[DATA EXTRACT Boundary: Start]
//! Resource documents and their server-managed metadata
//!
//! Resources travel through the engine as `serde_json::Value`. The helpers here
//! never mutate a document in place: assigning identity or metadata returns a
//! new value.

use chrono::{DateTime, SecondsFormat, Utc};
use serde::{Deserialize, Serialize};
use serde_json::{json, Value as JsonValue};

/// A stored resource version as returned by persistence.
#[derive(Debug, Clone, PartialEq, Serialize, Deserialize)]
pub struct Resource {
    pub id: String,
    pub resource_type: String,
    pub version_id: i32,
    pub resource: JsonValue,
    pub last_updated: DateTime<Utc>,
    pub deleted: bool,
}

impl Resource {
    /// Build from a document that already carries `id` and `meta`.
    pub fn from_document(resource: JsonValue, deleted: bool) -> crate::Result<Self> {
        let resource_type = resource_type(&resource)
            .ok_or_else(|| crate::Error::RequiredFieldMissing("Missing resourceType field".to_string()))?
            .to_string();
        let id = resource_id(&resource)
            .ok_or_else(|| crate::Error::RequiredFieldMissing("Resource must have an id".to_string()))?
            .to_string();
        let version_id = version_id(&resource).ok_or_else(|| {
            crate::Error::Internal(format!("{}/{} has no meta.versionId", resource_type, id))
        })?;
        let last_updated = last_updated(&resource).unwrap_or_else(Utc::now);
        Ok(Self {
            id,
            resource_type,
            version_id,
            resource,
            last_updated,
            deleted,
        })
    }

    pub fn reference(&self) -> String {
        format!("{}/{}", self.resource_type, self.id)
    }

    pub fn location(&self) -> String {
        location(&self.resource_type, &self.id, self.version_id)
    }
}

/// Kind of change recorded in the persistence change log.
#[derive(Debug, Clone, Copy, PartialEq, Eq, Serialize, Deserialize)]
#[serde(rename_all = "lowercase")]
pub enum ChangeType {
    Create,
    Update,
    Delete,
}

/// One entry of the persistence change log (whole-system history).
#[derive(Debug, Clone, PartialEq, Serialize, Deserialize)]
pub struct ChangeRecord {
    pub change_id: i64,
    pub changed_at: DateTime<Utc>,
    pub resource_type: String,
    pub logical_id: String,
    pub version_id: i32,
    pub change_type: ChangeType,
}

pub fn resource_type(resource: &JsonValue) -> Option<&str> {
    resource.get("resourceType").and_then(|v| v.as_str())
}

pub fn resource_id(resource: &JsonValue) -> Option<&str> {
    resource.get("id").and_then(|v| v.as_str())
}

pub fn version_id(resource: &JsonValue) -> Option<i32> {
    resource
        .get("meta")
        .and_then(|m| m.get("versionId"))
        .and_then(|v| v.as_str())
        .and_then(|v| v.parse().ok())
}

pub fn last_updated(resource: &JsonValue) -> Option<DateTime<Utc>> {
    resource
        .get("meta")
        .and_then(|m| m.get("lastUpdated"))
        .and_then(|v| v.as_str())
        .and_then(|s| DateTime::parse_from_rfc3339(s).ok())
        .map(|dt| dt.with_timezone(&Utc))
}

/// Copy of `resource` with `id` replaced.
pub fn with_id(resource: &JsonValue, id: &str) -> JsonValue {
    let mut copy = resource.clone();
    if let Some(obj) = copy.as_object_mut() {
        obj.insert("id".to_string(), json!(id));
    }
    copy
}

/// Copy of `resource` with id, `meta.versionId` and `meta.lastUpdated` set.
///
/// Client-supplied `versionId`/`lastUpdated` are always overwritten.
pub fn with_meta(
    resource: &JsonValue,
    id: &str,
    version_id: i32,
    last_updated: DateTime<Utc>,
) -> JsonValue {
    let mut copy = with_id(resource, id);
    if let Some(obj) = copy.as_object_mut() {
        let meta = obj.entry("meta".to_string()).or_insert_with(|| json!({}));
        if !meta.is_object() {
            *meta = json!({});
        }
        if let Some(meta_obj) = meta.as_object_mut() {
            meta_obj.insert("versionId".to_string(), json!(version_id.to_string()));
            meta_obj.insert(
                "lastUpdated".to_string(),
                json!(format_instant(truncate_to_micros(last_updated))),
            );
        }
    }
    copy
}

/// Stored timestamps carry microsecond precision.
pub fn truncate_to_micros(instant: DateTime<Utc>) -> DateTime<Utc> {
    let us = (instant.timestamp_subsec_nanos() / 1_000) * 1_000;
    DateTime::from_timestamp(instant.timestamp(), us).unwrap_or(instant)
}

pub fn format_instant(instant: DateTime<Utc>) -> String {
    instant.to_rfc3339_opts(SecondsFormat::Micros, true)
}

pub fn location(resource_type: &str, id: &str, version_id: i32) -> String {
    format!("{}/{}/_history/{}", resource_type, id, version_id)
}

pub fn etag(version_id: i32) -> String {
    format!("W/\"{}\"", version_id)
}

/// Extract the version from a weak ETag of the form `W/"<version>"`.
pub fn version_from_etag(value: &str) -> Option<String> {
    let quoted = value.strip_prefix("W/")?;
    let inner = quoted.strip_prefix('"')?.strip_suffix('"')?;
    if inner.is_empty() {
        None
    } else {
        Some(inner.to_string())
    }
}

pub fn is_known_resource_type(name: &str) -> bool {
    RESOURCE_TYPES.binary_search(&name).is_ok()
}

/// FHIR R4 resource type names, sorted.
const RESOURCE_TYPES: &[&str] = &[
    "Account",
    "ActivityDefinition",
    "AdverseEvent",
    "AllergyIntolerance",
    "Appointment",
    "AppointmentResponse",
    "AuditEvent",
    "Basic",
    "Binary",
    "BiologicallyDerivedProduct",
    "BodyStructure",
    "Bundle",
    "CapabilityStatement",
    "CarePlan",
    "CareTeam",
    "CatalogEntry",
    "ChargeItem",
    "ChargeItemDefinition",
    "Claim",
    "ClaimResponse",
    "ClinicalImpression",
    "CodeSystem",
    "Communication",
    "CommunicationRequest",
    "CompartmentDefinition",
    "Composition",
    "ConceptMap",
    "Condition",
    "Consent",
    "Contract",
    "Coverage",
    "CoverageEligibilityRequest",
    "CoverageEligibilityResponse",
    "DetectedIssue",
    "Device",
    "DeviceDefinition",
    "DeviceMetric",
    "DeviceRequest",
    "DeviceUseStatement",
    "DiagnosticReport",
    "DocumentManifest",
    "DocumentReference",
    "EffectEvidenceSynthesis",
    "Encounter",
    "Endpoint",
    "EnrollmentRequest",
    "EnrollmentResponse",
    "EpisodeOfCare",
    "EventDefinition",
    "Evidence",
    "EvidenceVariable",
    "ExampleScenario",
    "ExplanationOfBenefit",
    "FamilyMemberHistory",
    "Flag",
    "Goal",
    "GraphDefinition",
    "Group",
    "GuidanceResponse",
    "HealthcareService",
    "ImagingStudy",
    "Immunization",
    "ImmunizationEvaluation",
    "ImmunizationRecommendation",
    "ImplementationGuide",
    "InsurancePlan",
    "Invoice",
    "Library",
    "Linkage",
    "List",
    "Location",
    "Measure",
    "MeasureReport",
    "Media",
    "Medication",
    "MedicationAdministration",
    "MedicationDispense",
    "MedicationKnowledge",
    "MedicationRequest",
    "MedicationStatement",
    "MedicinalProduct",
    "MedicinalProductAuthorization",
    "MedicinalProductContraindication",
    "MedicinalProductIndication",
    "MedicinalProductIngredient",
    "MedicinalProductInteraction",
    "MedicinalProductManufactured",
    "MedicinalProductPackaged",
    "MedicinalProductPharmaceutical",
    "MedicinalProductUndesirableEffect",
    "MessageDefinition",
    "MessageHeader",
    "MolecularSequence",
    "NamingSystem",
    "NutritionOrder",
    "Observation",
    "ObservationDefinition",
    "OperationDefinition",
    "OperationOutcome",
    "Organization",
    "OrganizationAffiliation",
    "Parameters",
    "Patient",
    "PaymentNotice",
    "PaymentReconciliation",
    "Person",
    "PlanDefinition",
    "Practitioner",
    "PractitionerRole",
    "Procedure",
    "Provenance",
    "Questionnaire",
    "QuestionnaireResponse",
    "RelatedPerson",
    "RequestGroup",
    "ResearchDefinition",
    "ResearchElementDefinition",
    "ResearchStudy",
    "ResearchSubject",
    "RiskAssessment",
    "RiskEvidenceSynthesis",
    "Schedule",
    "SearchParameter",
    "ServiceRequest",
    "Slot",
    "Specimen",
    "SpecimenDefinition",
    "StructureDefinition",
    "StructureMap",
    "Subscription",
    "Substance",
    "SubstanceNucleicAcid",
    "SubstancePolymer",
    "SubstanceProtein",
    "SubstanceReferenceInformation",
    "SubstanceSourceMaterial",
    "SubstanceSpecification",
    "SupplyDelivery",
    "SupplyRequest",
    "Task",
    "TerminologyCapabilities",
    "TestReport",
    "TestScript",
    "ValueSet",
    "VerificationResult",
    "VisionPrescription",
];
[DATA EXTRACT Boundary: End]
WORK TO COMPLETE:
Your answer must consist solely of the lines from the top of the entries above through the line containing "pub fn from_document(resource: JsonValue, deleted: bool)", copied exactly, both ends included.

OUTPUT FOR THIS EXERCISE:
//! Resource documents and their server-managed metadata
//!
//! Resources travel through the engine as `serde_json::Value`. The helpers here
//! never mutate a document in place: assigning identity or metadata returns a
//! new value.

use chrono::{DateTime, SecondsFormat, Utc};
use serde::{Deserialize, Serialize};
use serde_json::{json, Value as JsonValue};

/// A stored resource version as returned by persistence.
#[derive(Debug, Clone, PartialEq, Serialize, Deserialize)]
pub struct Resource {
    pub id: String,
    pub resource_type: String,
    pub version_id: i32,
    pub resource: JsonValue,
    pub last_updated: DateTime<Utc>,
    pub deleted: bool,
}

impl Resource {
    /// Build from a document that already carries `id` and `meta`.
    pub fn from_document(resource: JsonValue, deleted: bool) -> crate::Result<Self> {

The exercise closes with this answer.